Okay, I’ll carry you, little law book.
“Thought you’d never ask.”
I’m starting to get the impression that this law book of mine is rather mischievous.
Enter the voices.
(They sound familiar. Two male voices. Time for a good old spot of eavesdropping).
N: What did you tell her?
P: Oh, you know, the usual when someone has landed themselves in this type of situation.
N: Which is?
P: That she’s been sitting on a time bomb.
N: Just like that?!
P: Listen, she rang me in the first place. Although, she certainly took her time about it. She should have called months ago. So, as usual, it’s up to me to sort out the mess.
N: You scared the living daylights out of her!
P: Let’s hope so. There’s nothing else for it, if she ever wants to be able to flush that loo again. I mean, we can’t just sit back and wait, can we? So, I turned off the main water valve and told her that I take my coffee with milk and sugar.
P: Yes, coffee. Have you got any idea what my average day is like? Getting up at the crack of dawn, because some clown has got their loo blocked? She’s lucky I’m here.
N: Surely you’re not implying this is all her fault?
P: Well, you’ve got to admit, doc; if she’d taken just a little bit more care of that house of hers, none of this would have happened, would it? I mean, this lady, she’s a grown up, right? She could at least attempt to keep her drains unblocked.
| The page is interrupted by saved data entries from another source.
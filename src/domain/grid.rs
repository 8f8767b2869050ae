use super::error::{LifeError, Result};
use super::{Cell, Coord};

/// Grid owns the state of a square, bounded board.
/// The dimension is fixed at construction; cells are stored row-major.
#[derive(Clone, PartialEq, Eq, Debug)]
pub struct Grid {
    dimension: usize,
    cells: Vec<Cell>,
}

impl Grid {
    /// Number of cells a board of this dimension holds, or `None` when its
    /// storage would not fit in the address space.
    pub const fn checked_cell_count(dimension: usize) -> Option<usize> {
        let Some(count) = dimension.checked_mul(dimension) else {
            return None;
        };
        match count.checked_mul(std::mem::size_of::<Cell>()) {
            Some(bytes) if bytes <= isize::MAX as usize => Some(count),
            _ => None,
        }
    }

    /// Create a new grid with all cells initially dead.
    ///
    /// Panics if `checked_cell_count(dimension)` is `None`;
    /// `SimulationConfig::validate` rejects such dimensions up front.
    pub fn new(dimension: usize) -> Self {
        Self {
            dimension,
            cells: vec![Cell::DEAD; dimension * dimension],
        }
    }

    /// Side length of the board
    pub const fn dimension(&self) -> usize {
        self.dimension
    }

    pub const fn contains(&self, coord: Coord) -> bool {
        coord.x < self.dimension && coord.y < self.dimension
    }

    /// Convert 2D coordinates to 1D index
    const fn get_index(&self, coord: Coord) -> usize {
        coord.y * self.dimension + coord.x
    }

    fn index_of(&self, coord: Coord) -> Result<usize> {
        if self.contains(coord) {
            Ok(self.get_index(coord))
        } else {
            Err(self.out_of_bounds(coord))
        }
    }

    pub(crate) fn out_of_bounds(&self, coord: Coord) -> LifeError {
        LifeError::OutOfBounds {
            x: coord.x,
            y: coord.y,
            dimension: self.dimension,
        }
    }

    /// Get cell at position (with bounds checking)
    pub fn get(&self, coord: Coord) -> Result<Cell> {
        self.index_of(coord).map(|idx| self.cells[idx])
    }

    pub fn is_active(&self, coord: Coord) -> Result<bool> {
        self.get(coord).map(Cell::is_active)
    }

    /// Committed state for a coordinate already known to be on the board.
    pub(crate) fn active_unchecked(&self, coord: Coord) -> bool {
        self.cells[self.get_index(coord)].is_active()
    }

    pub(crate) fn cell_mut(&mut self, coord: Coord) -> &mut Cell {
        let idx = self.get_index(coord);
        &mut self.cells[idx]
    }

    /// Set the committed state of one cell (seeding and painting)
    pub fn set_active(&mut self, coord: Coord, value: bool) -> Result<()> {
        let idx = self.index_of(coord)?;
        self.cells[idx].set_active(value);
        Ok(())
    }

    /// Flip one cell and return its new state
    pub fn toggle(&mut self, coord: Coord) -> Result<bool> {
        let idx = self.index_of(coord)?;
        Ok(self.cells[idx].toggle())
    }

    /// Kill every cell
    pub fn clear(&mut self) {
        self.cells.iter_mut().for_each(|cell| *cell = Cell::DEAD);
    }

    /// All coordinates in row-major order
    pub fn coords(&self) -> impl Iterator<Item = Coord> + use<> {
        let dimension = self.dimension;
        (0..dimension).flat_map(move |y| (0..dimension).map(move |x| Coord::new(x, y)))
    }

    /// Iterate over all cells with their positions
    pub fn iter_cells(&self) -> impl Iterator<Item = (Coord, Cell)> + '_ {
        self.coords().zip(self.cells.iter().copied())
    }

    pub(crate) fn cells_mut(&mut self) -> impl Iterator<Item = (Coord, &mut Cell)> + '_ {
        self.coords().zip(self.cells.iter_mut())
    }

    /// Live coordinates in row-major order
    pub fn live_cells(&self) -> Vec<Coord> {
        self.iter_cells()
            .filter(|(_, cell)| cell.is_active())
            .map(|(coord, _)| coord)
            .collect()
    }

    pub fn population(&self) -> usize {
        self.cells.iter().filter(|cell| cell.is_active()).count()
    }
}
mod cell;
mod error;
mod grid;
pub mod neighbors;
mod patterns;
mod transition;

pub use cell::{Cell, Coord};
pub use error::{ConfigError, LifeError, Result};
pub use grid::Grid;
pub use neighbors::count_live_neighbors;
pub use patterns::{Pattern, PatternLibrary, PatternName, REFERENCE_DIMENSION, presets};
pub use transition::TransitionEngine;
N: Isn’t that supposed to be your job?
P: Yeah okay. But hey, there’s no such thing as a free lunch, doc. I did a fine job unblocking that toilet. I even replaced a few u-bends for good measure – so the Missus can flush her heart out for decades. I downed another cuppa, thanked her and left the invoice on her kitchen table. How would you go about that, doc? I mean, I don’t suppose you can just shove her into the MRI, unclog her veins (we could swap jobs, doc), force her to swallow 10 pills a day and then wave bye bye?
N: No, I can’t, the neurologist admits, I’ve taken an oath. I have to do my utmost to look after her.
P: So, what do you do? Try to put her mind at rest? Does she even understand what you’re saying?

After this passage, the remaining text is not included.